Exercise:
Among the lines of the records, please find those that contain the word "Fetcher" and copy them.

Material to process:
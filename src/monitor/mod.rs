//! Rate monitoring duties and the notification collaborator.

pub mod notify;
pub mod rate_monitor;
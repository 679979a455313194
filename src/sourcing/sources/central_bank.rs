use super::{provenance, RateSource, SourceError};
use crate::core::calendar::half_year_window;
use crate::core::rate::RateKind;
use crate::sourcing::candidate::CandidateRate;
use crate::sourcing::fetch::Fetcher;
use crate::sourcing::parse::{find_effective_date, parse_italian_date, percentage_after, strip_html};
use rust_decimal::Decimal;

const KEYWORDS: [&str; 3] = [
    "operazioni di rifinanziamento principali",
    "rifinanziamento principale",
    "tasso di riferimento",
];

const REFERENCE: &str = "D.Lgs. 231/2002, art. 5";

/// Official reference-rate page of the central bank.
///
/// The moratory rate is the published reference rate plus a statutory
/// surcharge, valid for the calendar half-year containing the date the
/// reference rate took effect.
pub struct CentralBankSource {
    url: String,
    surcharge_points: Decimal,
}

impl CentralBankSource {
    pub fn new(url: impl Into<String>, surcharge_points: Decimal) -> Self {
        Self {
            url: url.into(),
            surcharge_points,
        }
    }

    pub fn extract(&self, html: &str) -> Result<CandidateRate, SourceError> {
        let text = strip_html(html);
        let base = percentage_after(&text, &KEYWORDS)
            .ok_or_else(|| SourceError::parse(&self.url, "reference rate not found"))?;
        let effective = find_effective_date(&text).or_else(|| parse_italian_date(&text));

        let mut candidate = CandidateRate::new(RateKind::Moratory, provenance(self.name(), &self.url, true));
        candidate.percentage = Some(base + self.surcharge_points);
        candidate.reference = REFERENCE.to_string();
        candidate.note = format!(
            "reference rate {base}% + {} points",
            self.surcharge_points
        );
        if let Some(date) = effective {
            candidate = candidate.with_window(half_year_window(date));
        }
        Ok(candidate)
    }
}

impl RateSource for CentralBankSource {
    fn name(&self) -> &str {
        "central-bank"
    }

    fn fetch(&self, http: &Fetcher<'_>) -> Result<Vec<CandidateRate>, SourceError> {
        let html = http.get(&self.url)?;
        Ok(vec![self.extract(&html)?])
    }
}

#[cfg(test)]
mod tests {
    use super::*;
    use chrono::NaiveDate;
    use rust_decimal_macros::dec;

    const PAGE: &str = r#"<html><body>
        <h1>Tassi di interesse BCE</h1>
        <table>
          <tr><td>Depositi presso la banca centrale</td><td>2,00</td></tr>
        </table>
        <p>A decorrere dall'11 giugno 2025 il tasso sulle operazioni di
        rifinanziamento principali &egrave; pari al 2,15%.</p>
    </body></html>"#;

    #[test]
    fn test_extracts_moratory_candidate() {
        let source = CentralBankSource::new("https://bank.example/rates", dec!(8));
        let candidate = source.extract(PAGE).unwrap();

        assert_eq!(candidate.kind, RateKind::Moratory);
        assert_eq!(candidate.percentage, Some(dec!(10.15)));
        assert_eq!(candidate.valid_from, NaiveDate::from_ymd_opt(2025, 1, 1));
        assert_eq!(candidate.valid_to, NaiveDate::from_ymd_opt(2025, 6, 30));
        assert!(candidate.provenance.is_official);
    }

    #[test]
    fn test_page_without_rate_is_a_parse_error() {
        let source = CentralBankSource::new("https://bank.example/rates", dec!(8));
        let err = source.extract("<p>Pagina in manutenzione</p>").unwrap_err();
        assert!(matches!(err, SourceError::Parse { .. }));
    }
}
* * *
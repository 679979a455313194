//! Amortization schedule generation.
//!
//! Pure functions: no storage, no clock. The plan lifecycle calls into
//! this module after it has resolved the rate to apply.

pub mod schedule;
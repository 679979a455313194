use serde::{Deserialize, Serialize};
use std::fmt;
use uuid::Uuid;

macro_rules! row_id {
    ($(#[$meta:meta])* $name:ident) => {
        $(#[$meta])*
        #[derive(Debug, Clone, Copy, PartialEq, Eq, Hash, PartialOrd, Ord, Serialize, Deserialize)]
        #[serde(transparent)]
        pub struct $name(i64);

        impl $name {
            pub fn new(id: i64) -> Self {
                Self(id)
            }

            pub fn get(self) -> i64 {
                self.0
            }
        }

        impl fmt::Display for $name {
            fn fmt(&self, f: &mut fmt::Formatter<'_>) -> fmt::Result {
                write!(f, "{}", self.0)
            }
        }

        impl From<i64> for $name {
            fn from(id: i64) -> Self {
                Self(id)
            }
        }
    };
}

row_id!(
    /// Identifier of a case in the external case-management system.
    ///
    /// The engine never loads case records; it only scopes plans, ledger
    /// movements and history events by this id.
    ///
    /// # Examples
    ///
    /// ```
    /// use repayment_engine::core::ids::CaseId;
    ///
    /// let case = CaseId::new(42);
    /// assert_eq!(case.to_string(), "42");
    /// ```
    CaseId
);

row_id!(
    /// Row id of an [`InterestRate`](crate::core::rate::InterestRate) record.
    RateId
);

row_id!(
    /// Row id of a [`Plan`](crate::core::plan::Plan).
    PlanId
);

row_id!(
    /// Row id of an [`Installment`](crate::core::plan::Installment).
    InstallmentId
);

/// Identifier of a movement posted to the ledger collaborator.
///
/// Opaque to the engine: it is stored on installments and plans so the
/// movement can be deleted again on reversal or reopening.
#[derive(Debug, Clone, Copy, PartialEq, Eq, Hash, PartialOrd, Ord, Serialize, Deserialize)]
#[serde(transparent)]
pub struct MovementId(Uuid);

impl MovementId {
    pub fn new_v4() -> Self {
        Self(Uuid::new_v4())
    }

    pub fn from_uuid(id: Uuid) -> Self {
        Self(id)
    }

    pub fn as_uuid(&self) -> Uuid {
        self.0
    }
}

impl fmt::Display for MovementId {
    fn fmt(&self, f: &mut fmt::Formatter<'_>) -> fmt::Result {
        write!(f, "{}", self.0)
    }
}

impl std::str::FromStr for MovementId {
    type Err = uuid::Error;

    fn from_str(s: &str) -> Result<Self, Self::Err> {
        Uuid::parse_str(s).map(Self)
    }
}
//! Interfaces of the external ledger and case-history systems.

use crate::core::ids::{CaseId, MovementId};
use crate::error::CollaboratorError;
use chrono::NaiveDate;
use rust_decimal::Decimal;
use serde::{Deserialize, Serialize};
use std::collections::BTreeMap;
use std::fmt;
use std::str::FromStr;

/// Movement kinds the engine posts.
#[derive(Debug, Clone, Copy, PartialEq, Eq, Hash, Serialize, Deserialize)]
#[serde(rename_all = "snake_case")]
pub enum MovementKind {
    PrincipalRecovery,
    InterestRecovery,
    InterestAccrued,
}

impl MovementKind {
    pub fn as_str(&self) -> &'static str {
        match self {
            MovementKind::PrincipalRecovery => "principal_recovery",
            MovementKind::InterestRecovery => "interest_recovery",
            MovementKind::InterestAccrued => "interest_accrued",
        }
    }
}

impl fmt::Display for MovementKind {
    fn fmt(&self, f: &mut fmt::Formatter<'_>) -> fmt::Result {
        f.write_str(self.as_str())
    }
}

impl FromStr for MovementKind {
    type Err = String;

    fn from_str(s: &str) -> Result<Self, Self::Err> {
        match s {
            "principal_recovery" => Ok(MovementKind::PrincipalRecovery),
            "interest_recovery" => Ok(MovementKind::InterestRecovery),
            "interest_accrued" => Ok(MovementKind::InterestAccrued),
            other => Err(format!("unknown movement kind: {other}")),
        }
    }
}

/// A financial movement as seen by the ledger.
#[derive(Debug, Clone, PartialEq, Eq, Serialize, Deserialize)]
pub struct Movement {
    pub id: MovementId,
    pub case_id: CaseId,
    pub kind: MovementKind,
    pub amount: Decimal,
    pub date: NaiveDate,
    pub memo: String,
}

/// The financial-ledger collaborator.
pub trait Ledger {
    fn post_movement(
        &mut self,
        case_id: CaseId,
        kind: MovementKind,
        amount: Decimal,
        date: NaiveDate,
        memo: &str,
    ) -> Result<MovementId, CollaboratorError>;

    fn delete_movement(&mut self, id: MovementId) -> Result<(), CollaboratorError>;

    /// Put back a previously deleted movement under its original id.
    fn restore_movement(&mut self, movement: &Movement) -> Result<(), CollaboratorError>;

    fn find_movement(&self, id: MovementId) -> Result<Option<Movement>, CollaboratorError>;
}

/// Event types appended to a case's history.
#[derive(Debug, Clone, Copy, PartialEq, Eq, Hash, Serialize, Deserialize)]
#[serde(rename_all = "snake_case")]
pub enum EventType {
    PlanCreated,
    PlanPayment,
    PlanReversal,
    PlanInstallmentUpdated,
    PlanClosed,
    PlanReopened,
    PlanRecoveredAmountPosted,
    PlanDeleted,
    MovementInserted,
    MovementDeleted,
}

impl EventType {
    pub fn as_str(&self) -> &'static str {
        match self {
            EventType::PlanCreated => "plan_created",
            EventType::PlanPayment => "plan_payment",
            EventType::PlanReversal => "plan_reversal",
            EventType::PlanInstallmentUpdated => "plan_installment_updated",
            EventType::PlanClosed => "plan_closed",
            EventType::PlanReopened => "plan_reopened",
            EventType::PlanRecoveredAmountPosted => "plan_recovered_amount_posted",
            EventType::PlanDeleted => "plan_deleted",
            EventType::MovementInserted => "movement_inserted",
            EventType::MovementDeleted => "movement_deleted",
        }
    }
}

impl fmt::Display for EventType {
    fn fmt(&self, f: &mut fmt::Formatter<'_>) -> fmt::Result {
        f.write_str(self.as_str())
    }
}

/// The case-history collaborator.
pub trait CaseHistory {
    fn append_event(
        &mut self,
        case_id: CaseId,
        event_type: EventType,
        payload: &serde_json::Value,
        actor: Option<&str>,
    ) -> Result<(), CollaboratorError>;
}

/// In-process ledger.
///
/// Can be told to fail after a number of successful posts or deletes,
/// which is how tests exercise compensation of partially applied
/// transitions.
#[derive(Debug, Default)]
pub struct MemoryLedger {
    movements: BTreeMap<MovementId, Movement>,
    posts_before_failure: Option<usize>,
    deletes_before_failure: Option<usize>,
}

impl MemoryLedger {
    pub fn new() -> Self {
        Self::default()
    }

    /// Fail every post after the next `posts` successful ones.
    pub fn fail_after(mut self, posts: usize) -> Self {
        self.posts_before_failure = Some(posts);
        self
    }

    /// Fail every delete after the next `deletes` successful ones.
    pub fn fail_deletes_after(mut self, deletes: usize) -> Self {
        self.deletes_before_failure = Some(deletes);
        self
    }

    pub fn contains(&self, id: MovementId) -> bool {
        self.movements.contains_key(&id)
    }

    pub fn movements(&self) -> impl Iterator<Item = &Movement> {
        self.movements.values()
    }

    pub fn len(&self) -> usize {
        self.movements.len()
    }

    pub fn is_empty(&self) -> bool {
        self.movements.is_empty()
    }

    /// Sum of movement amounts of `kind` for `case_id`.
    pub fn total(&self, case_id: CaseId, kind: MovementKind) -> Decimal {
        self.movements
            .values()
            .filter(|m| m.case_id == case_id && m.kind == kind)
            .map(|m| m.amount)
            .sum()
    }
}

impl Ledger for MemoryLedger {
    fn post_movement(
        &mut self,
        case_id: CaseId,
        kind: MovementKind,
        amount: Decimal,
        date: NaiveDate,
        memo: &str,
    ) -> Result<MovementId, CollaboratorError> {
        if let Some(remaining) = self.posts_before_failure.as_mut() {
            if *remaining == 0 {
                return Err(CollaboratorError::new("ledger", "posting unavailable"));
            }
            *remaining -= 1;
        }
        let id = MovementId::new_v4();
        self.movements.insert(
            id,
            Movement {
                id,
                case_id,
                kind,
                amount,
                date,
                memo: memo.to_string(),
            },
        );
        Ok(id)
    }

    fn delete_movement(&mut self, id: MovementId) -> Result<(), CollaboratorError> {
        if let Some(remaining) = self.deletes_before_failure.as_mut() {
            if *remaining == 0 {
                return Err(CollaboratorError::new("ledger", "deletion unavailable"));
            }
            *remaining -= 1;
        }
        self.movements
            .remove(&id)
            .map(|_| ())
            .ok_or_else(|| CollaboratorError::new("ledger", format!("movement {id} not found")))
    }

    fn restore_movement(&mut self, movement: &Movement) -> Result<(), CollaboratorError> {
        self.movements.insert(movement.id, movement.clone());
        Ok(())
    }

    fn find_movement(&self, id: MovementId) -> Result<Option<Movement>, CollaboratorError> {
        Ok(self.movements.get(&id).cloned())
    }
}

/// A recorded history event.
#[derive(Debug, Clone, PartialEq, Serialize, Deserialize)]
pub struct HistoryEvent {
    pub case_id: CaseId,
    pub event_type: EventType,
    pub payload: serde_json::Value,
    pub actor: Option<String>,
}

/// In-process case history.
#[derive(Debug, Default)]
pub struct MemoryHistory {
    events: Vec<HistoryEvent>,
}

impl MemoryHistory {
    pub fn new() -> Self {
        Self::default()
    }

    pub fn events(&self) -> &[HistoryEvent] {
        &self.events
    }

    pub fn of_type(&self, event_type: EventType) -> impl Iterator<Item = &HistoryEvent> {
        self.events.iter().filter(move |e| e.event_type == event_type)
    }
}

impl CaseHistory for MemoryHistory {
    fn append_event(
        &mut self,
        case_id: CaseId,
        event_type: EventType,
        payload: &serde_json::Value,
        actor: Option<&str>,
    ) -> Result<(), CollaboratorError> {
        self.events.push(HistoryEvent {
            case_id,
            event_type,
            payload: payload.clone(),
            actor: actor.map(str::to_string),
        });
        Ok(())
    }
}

Result:
use crate::sourcing::fetch::Fetcher;
    fn fetch(&self, http: &Fetcher<'_>) -> Result<Vec<CandidateRate>, SourceError> {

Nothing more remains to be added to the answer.